Bientôt, la France ne maîtrise plus grand-chose, ni sur le terrain militaire, ni sur le terrain politique. En difficulté, Paris tente de trouver des moyens de sortir de cette guerre la tête haute. Pour cela, les Français imaginent tout un tas de structures qui pourraient lui permettre de passer le relai. Mais aucun de ces projets n’imprime réellement. Le G5-Sahel est une coquille vide. Ses projets de développement restent des projets sur le papier, et sa force conjointe n’a de conjointe que le nom : les échanges entre les armées sont rares, hormis au niveau de l’état-major de la force, et les soldats sont en fait positionnés dans leur propre pays (hormis les Tchadiens, qui seront un temps envoyés dans la zone des trois frontières). L’Alliance Sahel, lancée à l’initiative de la France et de l’Allemagne en 2017 dans le but de coordonner le financement de projets entre bailleurs et d’éviter le « saupoudrage » de l’aide, a du mal à décoller. Et la force Takuba, que la France essaye de vendre aux Européens à partir de l’été 2020, ne suscite qu’un intérêt prudent. L’idée est la suivante : mettre sur pied un contingent de forces spéciales issus des armées européennes, le placer sous le commandement de Barkhane, et l’envoyer sur le terrain afin de combattre les djihadistes et d’accompagner et former l’armée malienne. Mais la France a du mal à convaincre ses alliés européens, qui rechignent à envoyer des soldats (pour différentes raisons) et, lorsqu’ils y consentent, en envoient au compte-goutte. L’Estonie envoie 95 hommes, la Suède 150, la Tchéquie 60, le Danemark 70, la Belgique quelques officiers de liaison… Pas de quoi gagner une guerre.
Au fil des ans, la France perd en outre de précieux alliés – pour ne pas dire, dans certains cas, des affidés. Le 18 août 2020, IBK est renversé par un coup d’État militaire dirigé par un quarteron de colonels. Cela faisait des semaines qu’il était contesté dans la rue, après un tripatouillage des élections législatives, et alors que les scandales politico-financiers s’accumulaient – certains concernaient d’ailleurs son fils, Karim Keïta. Un mouvement de contestation à la tête duquel se trouvait le M5-RFP (Mouvement du 5 Juin – Rassemblement des forces patriotiques), une coalition de partis politiques, de syndicats et d’organisations de la société civile, avait organisé plusieurs manifestations à Bamako, dont celles des 10 et 11 juillet, violemment réprimées. Mais c’est l’armée qui a eu raison du vieux président, et qui l’a contraint à la démission. Pour la France, c’est un coup dur, même si elle ne comptait plus vraiment sur IBK pour sécuriser le pays : elle ne connaît pas ces putschistes – elle ne les contrôle pas donc – et ignore tout de leurs intentions.

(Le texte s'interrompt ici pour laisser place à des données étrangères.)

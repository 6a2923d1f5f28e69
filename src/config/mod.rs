//! Typed controller configuration.
//!
//! Built from defaults, then optionally a TOML file, then environment
//! variables. Validated once at startup; invalid values fail fast.

use std::path::Path;
use std::str::FromStr;
use std::time::Duration;

use serde::Deserialize;

use crate::controller::RetryPolicy;
use crate::error::{Error, Result};
use crate::queue::ExponentialBackoff;

#[derive(Debug, Clone, PartialEq, Eq, Deserialize)]
#[serde(default, deny_unknown_fields)]
pub struct ControllerConfig {
    /// Number of worker loops draining the queue.
    pub workers: usize,
    /// Failures tolerated before a key is dropped.
    pub max_retries: u32,
    /// First retry delay; doubles per failure.
    pub base_delay_ms: u64,
    /// Upper bound on the retry delay.
    pub max_delay_ms: u64,
    /// Periodic resync of every cached object. Off when unset.
    pub resync_secs: Option<u64>,
    /// Restrict the informer to one namespace.
    pub namespace: Option<String>,
    pub log_level: String,
    pub otel_endpoint: Option<String>,
}

impl Default for ControllerConfig {
    fn default() -> Self {
        Self {
            workers: 1,
            max_retries: 5,
            base_delay_ms: 5,
            max_delay_ms: 1_000_000,
            resync_secs: None,
            namespace: None,
            log_level: "info".to_string(),
            otel_endpoint: None,
        }
    }
}

impl ControllerConfig {
    /// Load configuration from environment variables on top of the defaults.
    ///
    /// In local dev, call `dotenvy::dotenv().ok()` before this.
    pub fn from_env() -> Result<Self> {
        Self::default().merge_env()
    }

    /// Load a TOML file. Missing keys keep their defaults.
    pub fn from_toml_file(path: &Path) -> Result<Self> {
        let content = std::fs::read_to_string(path).map_err(|e| {
            Error::Config(format!("cannot read config file {}: {e}", path.display()))
        })?;
        Self::from_toml_str(&content)
            .map_err(|e| Error::Config(format!("bad config file {}: {e}", path.display())))
    }

    pub fn from_toml_str(content: &str) -> Result<Self> {
        let config: Self = toml::from_str(content).map_err(|e| Error::Config(e.to_string()))?;
        config.validate()?;
        Ok(config)
    }

    /// Override fields with any `KEYQ_*`, `LOG_LEVEL` or `OTEL_ENDPOINT`
    /// variables that are set.
    pub fn merge_env(mut self) -> Result<Self> {
        if let Some(v) = parse_var("KEYQ_WORKERS")? {
            self.workers = v;
        }
        if let Some(v) = parse_var("KEYQ_MAX_RETRIES")? {
            self.max_retries = v;
        }
        if let Some(v) = parse_var("KEYQ_BASE_DELAY_MS")? {
            self.base_delay_ms = v;
        }
        if let Some(v) = parse_var("KEYQ_MAX_DELAY_MS")? {
            self.max_delay_ms = v;
        }
        if let Some(v) = parse_var("KEYQ_RESYNC_SECS")? {
            self.resync_secs = Some(v);
        }
        if let Ok(ns) = std::env::var("KEYQ_NAMESPACE") {
            self.namespace = Some(ns).filter(|ns| !ns.is_empty());
        }
        if let Ok(level) = std::env::var("LOG_LEVEL") {
            self.log_level = level;
        }
        if let Ok(endpoint) = std::env::var("OTEL_ENDPOINT") {
            self.otel_endpoint = Some(endpoint);
        }
        self.validate()?;
        Ok(self)
    }

    pub fn validate(&self) -> Result<()> {
        if self.workers == 0 {
            return Err(Error::Config("workers must be at least 1".to_string()));
        }
        if self.base_delay_ms > self.max_delay_ms {
            return Err(Error::Config(format!(
                "base delay {}ms exceeds max delay {}ms",
                self.base_delay_ms, self.max_delay_ms
            )));
        }
        Ok(())
    }

    pub fn base_delay(&self) -> Duration {
        Duration::from_millis(self.base_delay_ms)
    }

    pub fn max_delay(&self) -> Duration {
        Duration::from_millis(self.max_delay_ms)
    }

    pub fn resync_period(&self) -> Option<Duration> {
        self.resync_secs.filter(|s| *s > 0).map(Duration::from_secs)
    }

    pub fn rate_limiter(&self) -> ExponentialBackoff {
        ExponentialBackoff::new(self.base_delay(), self.max_delay())
    }

    pub fn retry_policy(&self) -> RetryPolicy {
        RetryPolicy::new(self.max_retries)
    }
}

fn parse_var<T>(name: &str) -> Result<Option<T>>
where
    T: FromStr,
    T::Err: std::fmt::Display,
{
    match std::env::var(name) {
        Ok(raw) => raw
            .trim()
            .parse()
            .map(Some)
            .map_err(|e| Error::Config(format!("invalid {name}={raw:?}: {e}"))),
        Err(_) => Ok(None),
    }
}
//! keyq CLI — replay a watch stream through the reconcile pipeline.

use std::path::PathBuf;
use std::time::Duration;

use clap::{Parser, Subcommand};
use keyq_controller::config::ControllerConfig;
use keyq_controller::controller::{Controller, PodLogger};
use keyq_controller::event::WatchEvent;
use keyq_controller::informer::{Informer, QueueHandler, Store};
use keyq_controller::model::{DynamicObject, ObjectKey};
use keyq_controller::queue::WorkQueue;
use keyq_controller::telemetry::{TelemetryConfig, init_telemetry};
use tokio::io::{AsyncBufReadExt, AsyncRead, BufReader};
use tokio::sync::mpsc;
use tracing::{info, warn};

#[derive(Parser)]
#[command(name = "keyq", about = "Watch, enqueue, reconcile, retry")]
struct Cli {
    #[command(subcommand)]
    command: Command,
}

#[derive(Subcommand)]
enum Command {
    /// Feed newline-delimited watch events to an informer and reconcile pods
    Run {
        /// Event file, or `-` for stdin
        #[arg(long, default_value = "-")]
        events: String,
        /// TOML config file
        #[arg(long)]
        config: Option<PathBuf>,
        /// Number of worker loops
        #[arg(long)]
        workers: Option<usize>,
        /// Failures tolerated before a key is dropped
        #[arg(long)]
        max_retries: Option<u32>,
        /// Only track objects in this namespace
        #[arg(long)]
        namespace: Option<String>,
        /// Fail pods whose name contains this substring
        #[arg(long)]
        fail_on: Option<String>,
        /// Delay before a simulated failure is reported
        #[arg(long, default_value_t = 0)]
        failure_delay_ms: u64,
        /// Seconds to keep running after the event stream ends
        #[arg(long)]
        linger: Option<u64>,
    },
    /// Print the key of a JSON object
    Key {
        /// Object JSON, e.g. '{"metadata":{"name":"a","namespace":"default"}}'
        object: String,
    },
}

#[tokio::main]
async fn main() -> anyhow::Result<()> {
    dotenvy::dotenv().ok();
    let cli = Cli::parse();

    match cli.command {
        Command::Run {
            events,
            config,
            workers,
            max_retries,
            namespace,
            fail_on,
            failure_delay_ms,
            linger,
        } => {
            let mut config = match config {
                Some(path) => ControllerConfig::from_toml_file(&path)?,
                None => ControllerConfig::default(),
            }
            .merge_env()?;
            if let Some(n) = workers {
                config.workers = n;
            }
            if let Some(n) = max_retries {
                config.max_retries = n;
            }
            if namespace.is_some() {
                config.namespace = namespace;
            }
            config.validate()?;

            let mut logger = PodLogger::new().failure_delay(Duration::from_millis(failure_delay_ms));
            if let Some(pattern) = fail_on {
                logger = logger.fail_on(pattern);
            }

            cmd_run(config, events, logger, linger.map(Duration::from_secs)).await
        }
        Command::Key { object } => {
            let obj: DynamicObject = serde_json::from_str(&object)?;
            println!("{}", ObjectKey::of(&obj)?);
            Ok(())
        }
    }
}

async fn cmd_run(
    config: ControllerConfig,
    events: String,
    logger: PodLogger,
    linger: Option<Duration>,
) -> anyhow::Result<()> {
    let _guard = init_telemetry(TelemetryConfig {
        endpoint: config.otel_endpoint.clone(),
        service_name: "keyq".to_string(),
        log_level: config.log_level.clone(),
    })?;

    let queue = WorkQueue::new("pods", config.rate_limiter());

    let mut informer = Informer::new(Store::new()).with_handler(QueueHandler::new(queue.clone()));
    if let Some(ref ns) = config.namespace {
        informer = informer.namespace(ns.clone());
    }
    if let Some(period) = config.resync_period() {
        informer = informer.resync_every(period);
    }
    let reader = informer.reader();
    let informer_handle = informer.handle();

    let (tx, rx) = mpsc::channel(1024);
    let informer_task = tokio::spawn(informer.run(rx));

    let feed = tokio::spawn(async move {
        let result = if events == "-" {
            feed_events(tokio::io::stdin(), tx).await
        } else {
            match tokio::fs::File::open(&events).await {
                Ok(file) => feed_events(file, tx).await,
                Err(e) => Err(e),
            }
        };
        if let Err(e) = result {
            warn!("event feed stopped: {e}");
        }
    });

    let controller = Controller::new(queue, reader, logger, &config);
    let handle = controller.handle();
    let controller_task = tokio::spawn(async move { controller.run().await });

    tokio::select! {
        _ = tokio::signal::ctrl_c() => {
            info!("interrupted");
        }
        _ = async {
            let _ = feed.await;
            match linger {
                Some(linger) => tokio::time::sleep(linger).await,
                None => std::future::pending::<()>().await,
            }
        } => {
            info!("linger elapsed");
        }
    }

    handle.stop();
    informer_handle.shutdown();
    controller_task.await??;
    informer_task.await??;
    Ok(())
}

/// Parse watch events line by line and hand them to the informer.
/// Blank lines are skipped; malformed lines are logged and skipped.
async fn feed_events(
    input: impl AsyncRead + Unpin,
    tx: mpsc::Sender<WatchEvent>,
) -> std::io::Result<()> {
    let mut lines = BufReader::new(input).lines();
    let mut line_no = 0usize;
    while let Some(line) = lines.next_line().await? {
        line_no += 1;
        if line.trim().is_empty() {
            continue;
        }
        match WatchEvent::from_json_line(&line) {
            Ok(event) => {
                if tx.send(event).await.is_err() {
                    break;
                }
            }
            Err(e) => warn!(line = line_no, "skipping malformed event: {e}"),
        }
    }
    info!(lines = line_no, "event stream ended");
    Ok(())
}
//! Deduplicating, rate-limited FIFO of object keys.
//!
//! The pending set, the in-flight set, the FIFO order and the per-key failure
//! counts all live in one [`QueueState`] behind one mutex. The mutex is never
//! held across an await point.

use std::collections::{HashMap, HashSet, VecDeque};
use std::sync::{Arc, Mutex, MutexGuard, PoisonError};
use std::time::Duration;

use opentelemetry::KeyValue;
use tokio::sync::{Notify, watch};
use tracing::{debug, trace};

use super::rate_limiter::{RateLimiter, default_controller_rate_limiter};
use crate::model::ObjectKey;
use crate::telemetry::metrics;

#[derive(Debug, Default)]
struct QueueState {
    /// Delivery order of pending keys.
    queue: VecDeque<ObjectKey>,
    /// Keys that need processing. A superset of `queue`: a key re-added while
    /// in flight sits here until `done` moves it back into `queue`.
    dirty: HashSet<ObjectKey>,
    /// Keys currently held by a worker.
    processing: HashSet<ObjectKey>,
    /// Consecutive failures per key.
    failures: HashMap<ObjectKey, u32>,
    shutting_down: bool,
}

#[derive(Debug)]
struct Shared {
    name: String,
    state: Mutex<QueueState>,
    notify: Notify,
    closed: watch::Sender<bool>,
    limiter: Box<dyn RateLimiter>,
}

/// Handle to a work queue. Cheap to clone; all clones share one queue.
#[derive(Debug, Clone)]
pub struct WorkQueue {
    shared: Arc<Shared>,
}

impl WorkQueue {
    /// Create a named queue using the given rate limiter for retries.
    pub fn new(name: impl Into<String>, limiter: impl RateLimiter + 'static) -> Self {
        Self {
            shared: Arc::new(Shared {
                name: name.into(),
                state: Mutex::new(QueueState::default()),
                notify: Notify::new(),
                closed: watch::channel(false).0,
                limiter: Box::new(limiter),
            }),
        }
    }

    /// Create a queue with the default controller rate limiter.
    pub fn with_default_limiter(name: impl Into<String>) -> Self {
        Self::new(name, default_controller_rate_limiter())
    }

    pub fn name(&self) -> &str {
        &self.shared.name
    }

    fn lock(&self) -> MutexGuard<'_, QueueState> {
        // Nothing in the critical sections can panic half-way through an
        // update, so a poisoned state is still consistent.
        self.shared
            .state
            .lock()
            .unwrap_or_else(PoisonError::into_inner)
    }

    fn labels(&self) -> [KeyValue; 1] {
        [KeyValue::new("queue", self.shared.name.clone())]
    }

    /// Mark `key` as needing processing.
    ///
    /// No-op if the key is already pending, or if the queue is shutting down.
    /// A key that is currently in flight is remembered and delivered again
    /// once its worker calls [`done`](Self::done).
    pub fn add(&self, key: ObjectKey) {
        let mut state = self.lock();
        if state.shutting_down {
            debug!(queue = %self.shared.name, %key, "queue shutting down, discarding add");
            return;
        }
        if state.dirty.contains(&key) {
            trace!(queue = %self.shared.name, %key, "key already pending");
            return;
        }
        state.dirty.insert(key.clone());
        let deferred = state.processing.contains(&key);
        if !deferred {
            state.queue.push_back(key.clone());
        }
        drop(state);

        metrics::queue_adds().add(1, &self.labels());
        if deferred {
            trace!(queue = %self.shared.name, %key, "key in flight, deferring");
            return;
        }
        metrics::queue_depth().add(1, &self.labels());
        self.shared.notify.notify_one();
    }

    /// Add `key` once `delay` has elapsed.
    ///
    /// Must be called from within a tokio runtime when `delay` is non-zero.
    pub fn add_after(&self, key: ObjectKey, delay: Duration) {
        if self.is_shutting_down() {
            return;
        }
        if delay.is_zero() {
            self.add(key);
            return;
        }
        let queue = self.clone();
        tokio::spawn(async move {
            tokio::time::sleep(delay).await;
            queue.add(key);
        });
    }

    /// Add `key` after the delay the rate limiter assigns to its current
    /// failure count, then bump that count.
    pub fn add_rate_limited(&self, key: ObjectKey) {
        let delay = {
            let mut state = self.lock();
            let failures = state.failures.entry(key.clone()).or_insert(0);
            let delay = self.shared.limiter.when(*failures);
            *failures += 1;
            delay
        };
        debug!(
            queue = %self.shared.name,
            %key,
            delay_ms = delay.as_millis() as u64,
            "requeue with backoff"
        );
        metrics::queue_retries().add(1, &self.labels());
        self.add_after(key, delay);
    }

    /// Clear the failure history of `key`. Queue membership is unaffected.
    pub fn forget(&self, key: &ObjectKey) {
        self.lock().failures.remove(key);
    }

    /// Number of times `key` has been requeued through
    /// [`add_rate_limited`](Self::add_rate_limited) since it was last forgotten.
    pub fn num_requeues(&self, key: &ObjectKey) -> u32 {
        self.lock().failures.get(key).copied().unwrap_or(0)
    }

    /// Wait for the next key and mark it in flight.
    ///
    /// Returns `None` once the queue is shut down and no pending key is left.
    /// The caller must call [`done`](Self::done) with the returned key.
    pub async fn get(&self) -> Option<ObjectKey> {
        loop {
            let notified = self.shared.notify.notified();
            tokio::pin!(notified);
            // Register interest before looking at the state so a concurrent
            // `add` or `shut_down` cannot slip between the check and the wait.
            notified.as_mut().enable();

            {
                let mut state = self.lock();
                if let Some(key) = state.queue.pop_front() {
                    state.dirty.remove(&key);
                    state.processing.insert(key.clone());
                    let more = !state.queue.is_empty();
                    drop(state);
                    metrics::queue_depth().add(-1, &self.labels());
                    if more {
                        // Pass the wakeup on; another worker may be parked.
                        self.shared.notify.notify_one();
                    }
                    return Some(key);
                }
                if state.shutting_down {
                    return None;
                }
            }

            notified.await;
        }
    }

    /// Release the in-flight marker on `key`. If the key was re-added while
    /// in flight it becomes pending again.
    pub fn done(&self, key: &ObjectKey) {
        let mut state = self.lock();
        state.processing.remove(key);
        if state.dirty.contains(key) {
            state.queue.push_back(key.clone());
            drop(state);
            metrics::queue_depth().add(1, &self.labels());
            self.shared.notify.notify_one();
        }
    }

    /// Stop accepting keys and wake every waiting [`get`](Self::get).
    ///
    /// Keys already pending are still handed out; once they are gone `get`
    /// returns `None`. Irreversible.
    pub fn shut_down(&self) {
        self.lock().shutting_down = true;
        debug!(queue = %self.shared.name, "queue shut down");
        self.shared.notify.notify_waiters();
        self.shared.closed.send_replace(true);
    }

    pub fn is_shutting_down(&self) -> bool {
        self.lock().shutting_down
    }

    /// Resolve once [`shut_down`](Self::shut_down) has been called.
    pub async fn shut_down_requested(&self) {
        let mut closed = self.shared.closed.subscribe();
        // The sender lives in `shared`, which `self` keeps alive.
        let _ = closed.wait_for(|closed| *closed).await;
    }

    /// Number of keys waiting for a worker.
    pub fn len(&self) -> usize {
        self.lock().queue.len()
    }

    pub fn is_empty(&self) -> bool {
        self.len() == 0
    }

    /// Number of keys currently held by workers.
    pub fn in_flight(&self) -> usize {
        self.lock().processing.len()
    }
}

#[cfg(test)]
mod tests {
    use super::*;
    use crate::queue::rate_limiter::ExponentialBackoff;

    fn key(s: &str) -> ObjectKey {
        ObjectKey::from(s)
    }

    #[tokio::test]
    async fn duplicate_adds_collapse() {
        let q = WorkQueue::with_default_limiter("test");
        q.add(key("default/a"));
        q.add(key("default/a"));
        assert_eq!(q.len(), 1);

        assert_eq!(q.get().await, Some(key("default/a")));
        assert!(q.is_empty());
    }

    #[tokio::test]
    async fn fifo_across_distinct_keys() {
        let q = WorkQueue::with_default_limiter("test");
        for k in ["a", "b", "c"] {
            q.add(key(k));
        }
        assert_eq!(q.get().await, Some(key("a")));
        assert_eq!(q.get().await, Some(key("b")));
        assert_eq!(q.get().await, Some(key("c")));
    }

    #[tokio::test]
    async fn readd_while_in_flight_waits_for_done() {
        let q = WorkQueue::with_default_limiter("test");
        q.add(key("a"));
        let got = q.get().await.unwrap();
        assert_eq!(q.in_flight(), 1);

        q.add(key("a"));
        q.add(key("a"));
        assert_eq!(q.len(), 0, "in-flight key must not get a second slot");

        q.done(&got);
        assert_eq!(q.in_flight(), 0);
        assert_eq!(q.len(), 1);
        assert_eq!(q.get().await, Some(key("a")));
    }

    #[tokio::test]
    async fn done_without_readd_clears_key() {
        let q = WorkQueue::with_default_limiter("test");
        q.add(key("a"));
        let got = q.get().await.unwrap();
        q.done(&got);
        assert!(q.is_empty());
        assert_eq!(q.in_flight(), 0);
    }

    #[tokio::test]
    async fn failure_counts_track_rate_limited_adds() {
        let q = WorkQueue::new(
            "test",
            ExponentialBackoff::new(Duration::ZERO, Duration::ZERO),
        );
        let k = key("a");
        assert_eq!(q.num_requeues(&k), 0);
        q.add_rate_limited(k.clone());
        q.add_rate_limited(k.clone());
        assert_eq!(q.num_requeues(&k), 2);

        // Zero delay goes straight into the queue, deduplicated.
        assert_eq!(q.len(), 1);

        q.forget(&k);
        assert_eq!(q.num_requeues(&k), 0);
        assert_eq!(q.len(), 1, "forget does not touch queue membership");
    }

    #[tokio::test]
    async fn shutdown_drains_then_reports_none() {
        let q = WorkQueue::with_default_limiter("test");
        q.add(key("a"));
        q.shut_down();
        q.add(key("b"));

        assert_eq!(q.get().await, Some(key("a")));
        assert_eq!(q.get().await, None);
        assert_eq!(q.get().await, None);
    }

    #[tokio::test]
    async fn shut_down_requested_resolves_after_shut_down() {
        let q = WorkQueue::with_default_limiter("test");
        let waiter = {
            let q = q.clone();
            tokio::spawn(async move { q.shut_down_requested().await })
        };
        tokio::task::yield_now().await;
        assert!(!waiter.is_finished());

        q.shut_down();
        waiter.await.unwrap();
        // Already shut down: resolves immediately.
        q.shut_down_requested().await;
    }

    #[tokio::test]
    async fn shutdown_wakes_blocked_getters() {
        let q = WorkQueue::with_default_limiter("test");
        let waiters: Vec<_> = (0..3)
            .map(|_| {
                let q = q.clone();
                tokio::spawn(async move { q.get().await })
            })
            .collect();

        tokio::task::yield_now().await;
        q.shut_down();

        for w in waiters {
            assert_eq!(w.await.unwrap(), None);
        }
    }
}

Quelques mois plus tard, Paris voit un autre allié disparaître – et pas le moindre : le 19 avril 2021, Idriss Déby, qui joue un rôle central dans le dispositif français, est tué alors qu’il s’était rendu au plus près des combats opposant, dans le centre-ouest du pays, l’armée tchadienne au groupe rebelle du FACT (Front pour l’alternance et la concorde au Tchad), venu de Libye. Cette disparition inattendue est rapidement gérée par le clan présidentiel : le fils de Déby, Mahamat Idriss Déby, s’empare du pouvoir dès le lendemain, en dépit de la Constitution qui prévoit qu’en cas de vacance du pouvoir, c’est au président de l’Assemblée nationale d’assurer l’intérim, et que de nouvelles élections présidentielles doivent être organisées « quarante-cinq jours au moins et quatre-vingt-dix jours au plus, après l’ouverture de la vacance ». Craignant le chaos dans un pays indispensable dans sa guerre antiterroriste, Macron ne trouve rien à redire. Il se rend même à N’Djamena pour assister aux obsèques de « l’ami » Déby et pour conforter sa succession dynastique. À Paris, on a beau estimer que la transition a été bien gérée, cette histoire complique encore un peu plus la tâche de la France : Déby fils n’a en effet pas la même poigne ni la même autorité que Déby père, au niveau national comme sur le plan international.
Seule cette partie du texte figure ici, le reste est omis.